(Saved data entries)
═══

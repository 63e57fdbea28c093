//! Arithmetic/logical instructions: `lui`/`auipc`, reg-imm, reg-reg, and multiply/divide,
//! `spec.md` §4.3 "Arithmetic/logical".

use crate::decode::{DecodedInst, Opcode};
use crate::trap::Exception;
use crate::xlen::Xlen;

use super::{Executor, StepOutcome};

fn sign_extend_32(value: u32) -> u64 {
    value as i32 as i64 as u64
}

pub fn lui<X: Xlen>(ex: &mut Executor<X>, inst: &DecodedInst) -> StepOutcome {
    let value = inst.op1 as u64;
    ex.state.registers.set_x(inst.rd(), X::to_unsigned(value));
    StepOutcome::Continue
}

pub fn auipc<X: Xlen>(ex: &mut Executor<X>, inst: &DecodedInst) -> StepOutcome {
    let value = ex.current_pc.wrapping_add(inst.op1 as u64);
    ex.state.registers.set_x(inst.rd(), X::to_unsigned(value));
    StepOutcome::Continue
}

pub fn reg_imm_op<X: Xlen>(ex: &mut Executor<X>, inst: &DecodedInst) -> StepOutcome {
    let rs1 = X::to_u64(ex.state.registers.x(inst.rs1()));
    let imm = inst.op2;
    let imm_u = imm as u64;

    let is_word = matches!(inst.id, Opcode::Addiw | Opcode::Slliw | Opcode::Srliw | Opcode::Sraiw);
    if is_word && X::WIDTH != 64 {
        return StepOutcome::Exception(Exception::IllegalInst, 0);
    }

    let result: u64 = match inst.id {
        Opcode::Addi => rs1.wrapping_add(imm_u) & X::MASK,
        Opcode::Slti => (((rs1 as i64) < imm) as u64),
        Opcode::Sltiu => ((rs1 < imm_u) as u64),
        Opcode::Xori => (rs1 ^ imm_u) & X::MASK,
        Opcode::Ori => (rs1 | imm_u) & X::MASK,
        Opcode::Andi => (rs1 & imm_u) & X::MASK,
        Opcode::Slli => {
            let shamt = imm as u32;
            if X::WIDTH == 32 && shamt & 0x20 != 0 {
                return StepOutcome::Exception(Exception::IllegalInst, 0);
            }
            (rs1 << (shamt & X::SHIFT_MASK)) & X::MASK
        }
        Opcode::Srli => {
            let shamt = imm as u32;
            if X::WIDTH == 32 && shamt & 0x20 != 0 {
                return StepOutcome::Exception(Exception::IllegalInst, 0);
            }
            (rs1 & X::MASK) >> (shamt & X::SHIFT_MASK)
        }
        Opcode::Srai => {
            let shamt = imm as u32;
            if X::WIDTH == 32 && shamt & 0x20 != 0 {
                return StepOutcome::Exception(Exception::IllegalInst, 0);
            }
            let signed = if X::WIDTH == 32 { (rs1 as u32) as i32 as i64 } else { rs1 as i64 };
            ((signed >> (shamt & X::SHIFT_MASK)) as u64) & X::MASK
        }
        Opcode::Addiw => sign_extend_32((rs1 as u32).wrapping_add(imm_u as u32)),
        Opcode::Slliw => {
            // TODO: spec.md Design Note (d): the original masks this shift amount to 5 bits
            // unconditionally rather than special-casing the formally-reserved bit 5; carried
            // forward unchanged.
            let shamt = (imm as u32) & 0x1F;
            sign_extend_32((rs1 as u32) << shamt)
        }
        Opcode::Srliw => {
            let shamt = (imm as u32) & 0x1F;
            sign_extend_32((rs1 as u32) >> shamt)
        }
        Opcode::Sraiw => {
            let shamt = (imm as u32) & 0x1F;
            sign_extend_32(((rs1 as u32 as i32) >> shamt) as u32)
        }
        _ => unreachable!("reg_imm_op dispatched a non-reg-imm opcode"),
    };
    ex.state.registers.set_x(inst.rd(), X::to_unsigned(result));
    StepOutcome::Continue
}

pub fn reg_reg_op<X: Xlen>(ex: &mut Executor<X>, inst: &DecodedInst) -> StepOutcome {
    let rs1 = X::to_u64(ex.state.registers.x(inst.rs1()));
    let rs2 = X::to_u64(ex.state.registers.x(inst.rs2()));

    let is_word = matches!(
        inst.id,
        Opcode::Addw | Opcode::Subw | Opcode::Sllw | Opcode::Srlw | Opcode::Sraw
    );
    if is_word && X::WIDTH != 64 {
        return StepOutcome::Exception(Exception::IllegalInst, 0);
    }

    let result: u64 = match inst.id {
        Opcode::Add => rs1.wrapping_add(rs2) & X::MASK,
        Opcode::Sub => rs1.wrapping_sub(rs2) & X::MASK,
        Opcode::Sll => (rs1 << (rs2 as u32 & X::SHIFT_MASK)) & X::MASK,
        Opcode::Slt => {
            let signed1 = if X::WIDTH == 32 { rs1 as u32 as i32 as i64 } else { rs1 as i64 };
            let signed2 = if X::WIDTH == 32 { rs2 as u32 as i32 as i64 } else { rs2 as i64 };
            (signed1 < signed2) as u64
        }
        Opcode::Sltu => (rs1 < rs2) as u64,
        Opcode::Xor => (rs1 ^ rs2) & X::MASK,
        Opcode::Srl => (rs1 & X::MASK) >> (rs2 as u32 & X::SHIFT_MASK),
        Opcode::Sra => {
            let signed = if X::WIDTH == 32 { (rs1 as u32) as i32 as i64 } else { rs1 as i64 };
            ((signed >> (rs2 as u32 & X::SHIFT_MASK)) as u64) & X::MASK
        }
        Opcode::Or => (rs1 | rs2) & X::MASK,
        Opcode::And => (rs1 & rs2) & X::MASK,
        Opcode::Addw => sign_extend_32((rs1 as u32).wrapping_add(rs2 as u32)),
        Opcode::Subw => sign_extend_32((rs1 as u32).wrapping_sub(rs2 as u32)),
        Opcode::Sllw => sign_extend_32((rs1 as u32) << (rs2 as u32 & 0x1F)),
        Opcode::Srlw => sign_extend_32((rs1 as u32) >> (rs2 as u32 & 0x1F)),
        Opcode::Sraw => sign_extend_32(((rs1 as u32 as i32) >> (rs2 as u32 & 0x1F)) as u32),
        _ => unreachable!("reg_reg_op dispatched a non-reg-reg opcode"),
    };
    ex.state.registers.set_x(inst.rd(), X::to_unsigned(result));
    StepOutcome::Continue
}

pub fn mul_div_op<X: Xlen>(ex: &mut Executor<X>, inst: &DecodedInst) -> StepOutcome {
    let rs1 = X::to_u64(ex.state.registers.x(inst.rs1()));
    let rs2 = X::to_u64(ex.state.registers.x(inst.rs2()));

    let is_word = matches!(
        inst.id,
        Opcode::Mulw | Opcode::Divw | Opcode::Divuw | Opcode::Remw | Opcode::Remuw
    );
    if is_word && X::WIDTH != 64 {
        return StepOutcome::Exception(Exception::IllegalInst, 0);
    }

    let result: u64 = match inst.id {
        Opcode::Mul => rs1.wrapping_mul(rs2) & X::MASK,
        Opcode::Mulh => {
            let a = signed_widen::<X>(rs1);
            let b = signed_widen::<X>(rs2);
            let wide = a.wrapping_mul(b);
            ((wide >> X::WIDTH) as u64) & X::MASK
        }
        Opcode::Mulhsu => {
            let a = signed_widen::<X>(rs1);
            let b = (rs2 & X::MASK) as i128;
            let wide = a.wrapping_mul(b);
            ((wide >> X::WIDTH) as u64) & X::MASK
        }
        Opcode::Mulhu => {
            let a = (rs1 & X::MASK) as u128;
            let b = (rs2 & X::MASK) as u128;
            let wide = a.wrapping_mul(b);
            ((wide >> X::WIDTH) as u64) & X::MASK
        }
        Opcode::Div => {
            let a = signed_of_width::<X>(rs1);
            let b = signed_of_width::<X>(rs2);
            if b == 0 {
                u64::MAX & X::MASK
            } else if a == i64::MIN >> (64 - X::WIDTH) && b == -1 {
                rs1 & X::MASK
            } else {
                (a.wrapping_div(b) as u64) & X::MASK
            }
        }
        Opcode::Divu => {
            if rs2 == 0 {
                u64::MAX & X::MASK
            } else {
                (rs1 & X::MASK) / (rs2 & X::MASK)
            }
        }
        Opcode::Rem => {
            let a = signed_of_width::<X>(rs1);
            let b = signed_of_width::<X>(rs2);
            if b == 0 {
                rs1 & X::MASK
            } else if a == i64::MIN >> (64 - X::WIDTH) && b == -1 {
                0
            } else {
                (a.wrapping_rem(b) as u64) & X::MASK
            }
        }
        Opcode::Remu => {
            if rs2 == 0 {
                rs1 & X::MASK
            } else {
                (rs1 & X::MASK) % (rs2 & X::MASK)
            }
        }
        Opcode::Mulw => sign_extend_32((rs1 as u32).wrapping_mul(rs2 as u32)),
        Opcode::Divw => {
            let a = rs1 as u32 as i32;
            let b = rs2 as u32 as i32;
            if b == 0 {
                u64::MAX
            } else if a == i32::MIN && b == -1 {
                sign_extend_32(rs1 as u32)
            } else {
                sign_extend_32(a.wrapping_div(b) as u32)
            }
        }
        Opcode::Divuw => {
            let a = rs1 as u32;
            let b = rs2 as u32;
            if b == 0 { u64::MAX } else { sign_extend_32(a / b) }
        }
        Opcode::Remw => {
            let a = rs1 as u32 as i32;
            let b = rs2 as u32 as i32;
            if b == 0 {
                sign_extend_32(rs1 as u32)
            } else if a == i32::MIN && b == -1 {
                0
            } else {
                sign_extend_32(a.wrapping_rem(b) as u32)
            }
        }
        Opcode::Remuw => {
            let word1 = rs1 as u32;
            let word2 = rs2 as u32;
            // TODO: spec.md Design Note (c): the original's zero-divisor shortcut compares
            // `word1` (the dividend) rather than `word2` (the divisor); carried forward
            // unchanged. The `word2 == 0` arm below exists only to avoid an actual division by
            // zero in Rust where the original's mistaken branch would have fallen through to
            // undefined hardware-dependent behavior.
            if word1 == 0 {
                sign_extend_32(word1)
            } else if word2 == 0 {
                sign_extend_32(word1)
            } else {
                sign_extend_32(word1 % word2)
            }
        }
        _ => unreachable!("mul_div_op dispatched an unrelated opcode"),
    };
    ex.state.registers.set_x(inst.rd(), X::to_unsigned(result));
    StepOutcome::Continue
}

fn signed_of_width<X: Xlen>(value: u64) -> i64 {
    if X::WIDTH == 32 {
        (value as u32) as i32 as i64
    } else {
        value as i64
    }
}

fn signed_widen<X: Xlen>(value: u64) -> i128 {
    signed_of_width::<X>(value) as i128
}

═══

**WHAT TO WORK ON**
Would you count the lines in the data that contain "value" and answer with only the number?

**RESPONSE TO THE TASK**
11